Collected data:
○ ○ ○
// Provider-agnostic request/response types
//
// These types abstract over the wire formats of the individual backends
// (Ollama, OpenAI, Anthropic, OpenRouter) so the session layer works with a
// single message shape regardless of which adapter is live.

use std::fmt;
use std::str::FromStr;

use serde::{Deserialize, Serialize};

use super::error::ProviderError;

/// Message role in a conversation.
#[derive(Debug, Clone, Copy, PartialEq, Eq, Serialize, Deserialize)]
#[serde(rename_all = "lowercase")]
pub enum Role {
    System,
    User,
    Assistant,
}

impl Role {
    pub fn as_str(&self) -> &'static str {
        match self {
            Role::System => "system",
            Role::User => "user",
            Role::Assistant => "assistant",
        }
    }
}

impl fmt::Display for Role {
    fn fmt(&self, f: &mut fmt::Formatter<'_>) -> fmt::Result {
        f.write_str(self.as_str())
    }
}

/// One entry in the ordered conversation history.
///
/// The sequence is chronological with system message(s) first. History is
/// owned by the active session and never persisted.
#[derive(Debug, Clone, PartialEq, Eq, Serialize, Deserialize)]
pub struct ChatMessage {
    pub role: Role,
    pub content: String,
}

impl ChatMessage {
    pub fn system(content: impl Into<String>) -> Self {
        Self {
            role: Role::System,
            content: content.into(),
        }
    }

    pub fn user(content: impl Into<String>) -> Self {
        Self {
            role: Role::User,
            content: content.into(),
        }
    }

    pub fn assistant(content: impl Into<String>) -> Self {
        Self {
            role: Role::Assistant,
            content: content.into(),
        }
    }
}

/// The closed family of supported backends.
#[derive(Debug, Clone, Copy, PartialEq, Eq, Hash, Serialize, Deserialize)]
#[serde(rename_all = "lowercase")]
pub enum ProviderKind {
    Local,
    OpenAi,
    Anthropic,
    OpenRouter,
}

impl ProviderKind {
    pub fn as_str(&self) -> &'static str {
        match self {
            ProviderKind::Local => "local",
            ProviderKind::OpenAi => "openai",
            ProviderKind::Anthropic => "anthropic",
            ProviderKind::OpenRouter => "openrouter",
        }
    }

    /// All kinds, in the order setup walks through them.
    pub fn all() -> [ProviderKind; 4] {
        [
            ProviderKind::Local,
            ProviderKind::OpenAi,
            ProviderKind::Anthropic,
            ProviderKind::OpenRouter,
        ]
    }
}

impl fmt::Display for ProviderKind {
    fn fmt(&self, f: &mut fmt::Formatter<'_>) -> fmt::Result {
        f.write_str(self.as_str())
    }
}

impl FromStr for ProviderKind {
    type Err = ProviderError;

    /// Parse a backend name. This is the boundary where an unrecognized
    /// name becomes `UnknownProviderKind`; past this point the kind is a
    /// closed enum and cannot be invalid.
    fn from_str(s: &str) -> Result<Self, Self::Err> {
        match s.trim().to_lowercase().as_str() {
            "local" | "ollama" => Ok(ProviderKind::Local),
            "openai" => Ok(ProviderKind::OpenAi),
            "anthropic" | "claude" => Ok(ProviderKind::Anthropic),
            "openrouter" => Ok(ProviderKind::OpenRouter),
            other => Err(ProviderError::UnknownProviderKind(other.to_string())),
        }
    }
}

/// Per-call options for `ProviderClient::chat`.
///
/// Streaming is selected by the presence of `on_chunk`, not by a flag: when
/// the callback is set the adapter delivers each incremental text fragment
/// through it and still returns the full concatenated text at the end.
#[derive(Default)]
pub struct ChatOptions<'a> {
    pub on_chunk: Option<&'a mut (dyn FnMut(&str) + Send)>,
    /// Ask the backend for a JSON-only response where the wire protocol has
    /// such a mode (OpenAI `response_format`, Ollama `format`). Backends
    /// without one ignore it.
    pub json_only: bool,
}

impl<'a> ChatOptions<'a> {
    /// Buffered: no incremental delivery.
    pub fn buffered() -> Self {
        Self {
            on_chunk: None,
            json_only: false,
        }
    }

    /// Streaming: `cb` receives each fragment as it arrives.
    pub fn streaming(cb: &'a mut (dyn FnMut(&str) + Send)) -> Self {
        Self {
            on_chunk: Some(cb),
            json_only: false,
        }
    }

    pub fn json_only(mut self) -> Self {
        self.json_only = true;
        self
    }
}

impl fmt::Debug for ChatOptions<'_> {
    fn fmt(&self, f: &mut fmt::Formatter<'_>) -> fmt::Result {
        f.debug_struct("ChatOptions")
            .field("on_chunk", &self.on_chunk.is_some())
            .field("json_only", &self.json_only)
            .finish()
    }
}

/// Outcome of a reachability probe. Ephemeral, produced per diagnostic call.
#[derive(Debug, Clone, Default)]
pub struct HealthCheckResult {
    pub healthy: bool,
    pub models: Option<Vec<String>>,
    pub error: Option<String>,
    pub response_time_ms: Option<u64>,
}

impl HealthCheckResult {
    pub fn ok(models: Option<Vec<String>>, response_time_ms: u64) -> Self {
        Self {
            healthy: true,
            models,
            error: None,
            response_time_ms: Some(response_time_ms),
        }
    }

    pub fn failed(error: impl Into<String>, response_time_ms: u64) -> Self {
        Self {
            healthy: false,
            models: None,
            error: Some(error.into()),
            response_time_ms: Some(response_time_ms),
        }
    }
}

#[cfg(test)]
mod tests {
    use super::*;

    #[test]
    fn test_role_serializes_lowercase() {
        let msg = ChatMessage::user("hello");
        let json = serde_json::to_string(&msg).unwrap();
        assert!(json.contains(r#""role":"user""#));
    }

    #[test]
    fn test_kind_parse_aliases() {
        assert_eq!("ollama".parse::<ProviderKind>().unwrap(), ProviderKind::Local);
        assert_eq!("claude".parse::<ProviderKind>().unwrap(), ProviderKind::Anthropic);
        assert_eq!("OpenAI".parse::<ProviderKind>().unwrap(), ProviderKind::OpenAi);
        assert_eq!(
            "openrouter".parse::<ProviderKind>().unwrap(),
            ProviderKind::OpenRouter
        );
    }

    #[test]
    fn test_kind_parse_unknown() {
        let err = "gemini".parse::<ProviderKind>().unwrap_err();
        assert!(matches!(err, ProviderError::UnknownProviderKind(name) if name == "gemini"));
    }

    #[test]
    fn test_kind_round_trips_through_display() {
        for kind in ProviderKind::all() {
            let parsed: ProviderKind = kind.to_string().parse().unwrap();
            assert_eq!(parsed, kind);
        }
    }

    #[test]
    fn test_health_check_constructors() {
        let ok = HealthCheckResult::ok(Some(vec!["m".to_string()]), 12);
        assert!(ok.healthy);
        assert_eq!(ok.response_time_ms, Some(12));

        let failed = HealthCheckResult::failed("unreachable", 5000);
        assert!(!failed.healthy);
        assert_eq!(failed.error.as_deref(), Some("unreachable"));
    }
}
○ ○ ○
*EXERCISE AIM*: Line by line, copy the data above exactly as it reads.

*YOUR SOLUTION*:
// Provider-agnostic request/response types
//
// These types abstract over the wire formats of the individual backends
// (Ollama, OpenAI, Anthropic, OpenRouter) so the session layer works with a
// single message shape regardless of which adapter is live.

use std::fmt;
use std::str::FromStr;

use serde::{Deserialize, Serialize};

use super::error::ProviderError;

/// Message role in a conversation.
#[derive(Debug, Clone, Copy, PartialEq, Eq, Serialize, Deserialize)]
#[serde(rename_all = "lowercase")]
pub enum Role {
    System,
    User,
    Assistant,
}

impl Role {
    pub fn as_str(&self) -> &'static str {
        match self {
            Role::System => "system",
            Role::User => "user",
            Role::Assistant => "assistant",
        }
    }
}

impl fmt::Display for Role {
    fn fmt(&self, f: &mut fmt::Formatter<'_>) -> fmt::Result {
        f.write_str(self.as_str())
    }
}

/// One entry in the ordered conversation history.
///
/// The sequence is chronological with system message(s) first. History is
/// owned by the active session and never persisted.
#[derive(Debug, Clone, PartialEq, Eq, Serialize, Deserialize)]
pub struct ChatMessage {
    pub role: Role,
    pub content: String,
}

impl ChatMessage {
    pub fn system(content: impl Into<String>) -> Self {
        Self {
            role: Role::System,
            content: content.into(),
        }
    }

    pub fn user(content: impl Into<String>) -> Self {
        Self {
            role: Role::User,
            content: content.into(),
        }
    }

    pub fn assistant(content: impl Into<String>) -> Self {
        Self {
            role: Role::Assistant,
            content: content.into(),
        }
    }
}

/// The closed family of supported backends.
#[derive(Debug, Clone, Copy, PartialEq, Eq, Hash, Serialize, Deserialize)]
#[serde(rename_all = "lowercase")]
pub enum ProviderKind {
    Local,
    OpenAi,
    Anthropic,
    OpenRouter,
}

impl ProviderKind {
    pub fn as_str(&self) -> &'static str {
        match self {
            ProviderKind::Local => "local",
            ProviderKind::OpenAi => "openai",
            ProviderKind::Anthropic => "anthropic",
            ProviderKind::OpenRouter => "openrouter",
        }
    }

    /// All kinds, in the order setup walks through them.
    pub fn all() -> [ProviderKind; 4] {
        [
            ProviderKind::Local,
            ProviderKind::OpenAi,
            ProviderKind::Anthropic,
            ProviderKind::OpenRouter,
        ]
    }
}

impl fmt::Display for ProviderKind {
    fn fmt(&self, f: &mut fmt::Formatter<'_>) -> fmt::Result {
        f.write_str(self.as_str())
    }
}

impl FromStr for ProviderKind {
    type Err = ProviderError;

    /// Parse a backend name. This is the boundary where an unrecognized
    /// name becomes `UnknownProviderKind`; past this point the kind is a
    /// closed enum and cannot be invalid.
    fn from_str(s: &str) -> Result<Self, Self::Err> {
        match s.trim().to_lowercase().as_str() {
            "local" | "ollama" => Ok(ProviderKind::Local),
            "openai" => Ok(ProviderKind::OpenAi),
            "anthropic" | "claude" => Ok(ProviderKind::Anthropic),
            "openrouter" => Ok(ProviderKind::OpenRouter),
            other => Err(ProviderError::UnknownProviderKind(other.to_string())),
        }
    }
}

/// Per-call options for `ProviderClient::chat`.
///
/// Streaming is selected by the presence of `on_chunk`, not by a flag: when
/// the callback is set the adapter delivers each incremental text fragment
/// through it and still returns the full concatenated text at the end.
#[derive(Default)]
pub struct ChatOptions<'a> {
    pub on_chunk: Option<&'a mut (dyn FnMut(&str) + Send)>,
    /// Ask the backend for a JSON-only response where the wire protocol has
    /// such a mode (OpenAI `response_format`, Ollama `format`). Backends
    /// without one ignore it.
    pub json_only: bool,
}

impl<'a> ChatOptions<'a> {
    /// Buffered: no incremental delivery.
    pub fn buffered() -> Self {
        Self {
            on_chunk: None,
            json_only: false,
        }
    }

    /// Streaming: `cb` receives each fragment as it arrives.
    pub fn streaming(cb: &'a mut (dyn FnMut(&str) + Send)) -> Self {
        Self {
            on_chunk: Some(cb),
            json_only: false,
        }
    }

    pub fn json_only(mut self) -> Self {
        self.json_only = true;
        self
    }
}

impl fmt::Debug for ChatOptions<'_> {
    fn fmt(&self, f: &mut fmt::Formatter<'_>) -> fmt::Result {
        f.debug_struct("ChatOptions")
            .field("on_chunk", &self.on_chunk.is_some())
            .field("json_only", &self.json_only)
            .finish()
    }
}

/// Outcome of a reachability probe. Ephemeral, produced per diagnostic call.
#[derive(Debug, Clone, Default)]
pub struct HealthCheckResult {
    pub healthy: bool,
    pub models: Option<Vec<String>>,
    pub error: Option<String>,
    pub response_time_ms: Option<u64>,
}

impl HealthCheckResult {
    pub fn ok(models: Option<Vec<String>>, response_time_ms: u64) -> Self {
        Self {
            healthy: true,
            models,
            error: None,
            response_time_ms: Some(response_time_ms),
        }
    }

    pub fn failed(error: impl Into<String>, response_time_ms: u64) -> Self {
        Self {
            healthy: false,
            models: None,
            error: Some(error.into()),
            response_time_ms: Some(response_time_ms),
        }
    }
}

#[cfg(test)]
mod tests {
    use super::*;

    #[test]
    fn test_role_serializes_lowercase() {
        let msg = ChatMessage::user("hello");
        let json = serde_json::to_string(&msg).unwrap();
        assert!(json.contains(r#""role":"user""#));
    }

    #[test]
    fn test_kind_parse_aliases() {
        assert_eq!("ollama".parse::<ProviderKind>().unwrap(), ProviderKind::Local);
        assert_eq!("claude".parse::<ProviderKind>().unwrap(), ProviderKind::Anthropic);
        assert_eq!("OpenAI".parse::<ProviderKind>().unwrap(), ProviderKind::OpenAi);
        assert_eq!(
            "openrouter".parse::<ProviderKind>().unwrap(),
            ProviderKind::OpenRouter
        );
    }

    #[test]
    fn test_kind_parse_unknown() {
        let err = "gemini".parse::<ProviderKind>().unwrap_err();
        assert!(matches!(err, ProviderError::UnknownProviderKind(name) if name == "gemini"));
    }

    #[test]
    fn test_kind_round_trips_through_display() {
        for kind in ProviderKind::all() {
            let parsed: ProviderKind = kind.to_string().parse().unwrap();
            assert_eq!(parsed, kind);
        }
    }

    #[test]
    fn test_health_check_constructors() {
        let ok = HealthCheckResult::ok(Some(vec!["m".to_string()]), 12);
        assert!(ok.healthy);
        assert_eq!(ok.response_time_ms, Some(12));

        let failed = HealthCheckResult::failed("unreachable", 5000);
        assert!(!failed.healthy);
        assert_eq!(failed.error.as_deref(), Some("unreachable"));
    }
}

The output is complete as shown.